Material for this exercise »
============
use std::path::PathBuf;
use std::sync::Arc;

use anyhow::{bail, Context, Result};
use chrono::{Local, NaiveDate};
use clap::{Args, Parser, Subcommand};
use serde::Serialize;
use uuid::Uuid;

use medicipher::app_state::{AnalysisOutcome, AppState};
use medicipher::config::{self, Config};
use medicipher::expiry::{apply_expiry_alerts, ExpiryNotice, ExpiryTracker};
use medicipher::models::{
    GeoPoint, Language, PrescriptionAnalysis, TrackedMedicine, TrackedMedicineEntry,
};
use medicipher::pipeline::{AnalysisRequest, ImageSource, PrescriptionAnalyzer};
use medicipher::tips;

#[derive(Parser, Debug)]
#[command(name = "medicipher", about = "Decipher handwritten prescriptions", version)]
struct Cli {
    #[command(subcommand)]
    command: Command,
}

#[derive(Subcommand, Debug)]
enum Command {
    /// Analyze a prescription image and print the result as JSON.
    Analyze(AnalyzeArgs),
    /// List pharmacies and hospitals near a location.
    Facilities(FacilitiesArgs),
    /// Manage the medicines tracked for expiry.
    Track {
        #[command(subcommand)]
        action: TrackAction,
    },
    /// Print the health tip of the day.
    Tip {
        /// Pick a random tip instead.
        #[arg(long)]
        random: bool,
    },
}

#[derive(Args, Debug)]
struct LocationArgs {
    #[arg(long, requires = "lng", allow_negative_numbers = true)]
    lat: Option<f64>,

    #[arg(long, requires = "lat", allow_negative_numbers = true)]
    lng: Option<f64>,
}

impl LocationArgs {
    fn point(&self) -> Option<GeoPoint> {
        Some(GeoPoint::new(self.lat?, self.lng?))
    }
}

#[derive(Args, Debug)]
struct AnalyzeArgs {
    #[arg(value_name = "IMAGE")]
    image: PathBuf,

    /// Display language code (en, hi, bn, ta, ...).
    #[arg(long = "lang", default_value = "en")]
    language: Language,

    #[command(flatten)]
    location: LocationArgs,

    /// Extra medicine to cross-check, as NAME=YYYY-MM-DD. Repeatable.
    #[arg(long = "check", value_name = "NAME=DATE", value_parser = parse_check)]
    checks: Vec<TrackedMedicine>,

    /// Do not include the tracked medicines from the local store.
    #[arg(long)]
    no_tracked: bool,
}

#[derive(Args, Debug)]
struct FacilitiesArgs {
    #[arg(long, allow_negative_numbers = true)]
    lat: f64,

    #[arg(long, allow_negative_numbers = true)]
    lng: f64,

    #[arg(long = "lang", default_value = "en")]
    language: Language,
}

#[derive(Subcommand, Debug)]
enum TrackAction {
    /// Record a medicine and its expiry date.
    Add {
        name: String,
        /// Expiry date, YYYY-MM-DD.
        #[arg(long, value_parser = parse_date)]
        expires: NaiveDate,
    },
    /// List tracked medicines with their status as of today.
    List,
    /// Stop tracking a medicine.
    Remove { id: Uuid },
}

#[derive(Serialize)]
struct AnalyzeOutput<'a> {
    analysis: &'a PrescriptionAnalysis,
    tip: &'static str,
}

#[derive(Serialize)]
struct AddOutput<'a> {
    entry: &'a TrackedMedicineEntry,
    #[serde(skip_serializing_if = "Option::is_none")]
    notice: Option<&'a ExpiryNotice>,
}

fn parse_date(raw: &str) -> Result<NaiveDate, String> {
    NaiveDate::parse_from_str(raw.trim(), "%Y-%m-%d")
        .map_err(|e| format!("expected YYYY-MM-DD, got '{raw}': {e}"))
}

fn parse_check(raw: &str) -> Result<TrackedMedicine, String> {
    let (name, date) = raw
        .rsplit_once('=')
        .ok_or_else(|| format!("expected NAME=YYYY-MM-DD, got '{raw}'"))?;
    if name.trim().is_empty() {
        return Err(format!("missing medicine name in '{raw}'"));
    }
    Ok(TrackedMedicine::new(name.trim(), parse_date(date)?))
}

fn print_json<T: Serialize>(value: &T) -> Result<()> {
    let rendered = serde_json::to_string_pretty(value).context("Failed to render JSON")?;
    println!("{rendered}");
    Ok(())
}

fn open_tracker(data_dir: PathBuf) -> Result<ExpiryTracker> {
    let path = data_dir.join(format!("{}.json", config::TRACKED_MEDICINES_KEY));
    ExpiryTracker::open(path.clone())
        .with_context(|| format!("Failed to open tracking store {}", path.display()))
}

#[tokio::main]
async fn main() -> Result<()> {
    dotenvy::dotenv().ok();
    medicipher::init_tracing();

    let cli = Cli::parse();
    tracing::debug!("{} v{}", config::APP_NAME, config::APP_VERSION);

    match cli.command {
        Command::Analyze(args) => analyze(args).await,
        Command::Facilities(args) => facilities(args).await,
        Command::Track { action } => track(action),
        Command::Tip { random } => {
            let tip = if random {
                tips::health_tip()
            } else {
                tips::health_tip_for(Local::now().date_naive())
            };
            println!("{tip}");
            Ok(())
        }
    }
}

async fn analyze(args: AnalyzeArgs) -> Result<()> {
    let config = Config::from_env().context("Invalid configuration")?;
    let analyzer = PrescriptionAnalyzer::from_config(&config).context("Failed to set up client")?;
    let today = Local::now().date_naive();

    let mut tracked = if args.no_tracked {
        Vec::new()
    } else {
        open_tracker(config.data_dir.clone())?.as_tracked_medicines()
    };
    tracked.extend(args.checks);

    let state = Arc::new(AppState::new());
    state.set_language(args.language);

    let source = ImageSource::File(args.image);
    let language = args.language;
    let location = args.location.point();
    let request_tracked = tracked.clone();

    let ticket = state.begin_analysis();
    let task_state = Arc::clone(&state);
    let handle = tokio::task::spawn_blocking(move || {
        let result = analyzer.analyze_source(&source, today, |image| {
            AnalysisRequest::new(image, language)
                .with_location(location)
                .with_tracked_medicines(request_tracked)
        });
        task_state.complete(ticket, result)
    });

    tokio::select! {
        joined = handle => {
            joined.context("Analysis task panicked")?;
        }
        _ = tokio::signal::ctrl_c() => {
            // Exiting abandons the blocking call along with its result.
            eprintln!("Cancelled.");
            std::process::exit(130);
        }
    }

    match state.last_outcome() {
        Some(AnalysisOutcome::Success(mut analysis)) => {
            apply_expiry_alerts(&mut analysis, &tracked, today);
            print_json(&AnalyzeOutput {
                analysis: &analysis,
                tip: tips::health_tip_for(today),
            })
        }
        Some(AnalysisOutcome::Failure(failure)) => Err(failure.into()),
        None => bail!("Analysis result was discarded"),
    }
}

async fn facilities(args: FacilitiesArgs) -> Result<()> {
    let config = Config::from_env().context("Invalid configuration")?;
    let analyzer = PrescriptionAnalyzer::from_config(&config).context("Failed to set up client")?;
    let point = GeoPoint::new(args.lat, args.lng);
    let language = args.language;

    let handle = tokio::task::spawn_blocking(move || analyzer.lookup_facilities(point, language));
    tokio::select! {
        joined = handle => {
            let facilities = joined.context("Lookup task panicked")??;
            print_json(&facilities)
        }
        _ = tokio::signal::ctrl_c() => {
            eprintln!("Cancelled.");
            std::process::exit(130);
        }
    }
}

fn track(action: TrackAction) -> Result<()> {
    let mut tracker = open_tracker(config::data_dir_from_env())?;
    let today = Local::now().date_naive();

    match action {
        TrackAction::Add { name, expires } => {
            let (entry, notice) = tracker
                .add(&name, expires, today)
                .context("Failed to record medicine")?;
            if let Some(notice) = &notice {
                eprintln!("{}", notice.message);
            }
            print_json(&AddOutput {
                entry: &entry,
                notice: notice.as_ref(),
            })
        }
        TrackAction::List => {
            tracker.refresh(today).context("Failed to refresh statuses")?;
            print_json(&tracker.entries_as_of(today))
        }
        TrackAction::Remove { id } => {
            let removed = tracker.remove(id).context("Failed to remove medicine")?;
            print_json(&removed)
        }
    }
}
============
Exercise description »
Every line in the entries above that mentions the word "FacilitiesArgs" must be shown.

Task solution »
    Facilities(FacilitiesArgs),
struct FacilitiesArgs {
async fn facilities(args: FacilitiesArgs) -> Result<()> {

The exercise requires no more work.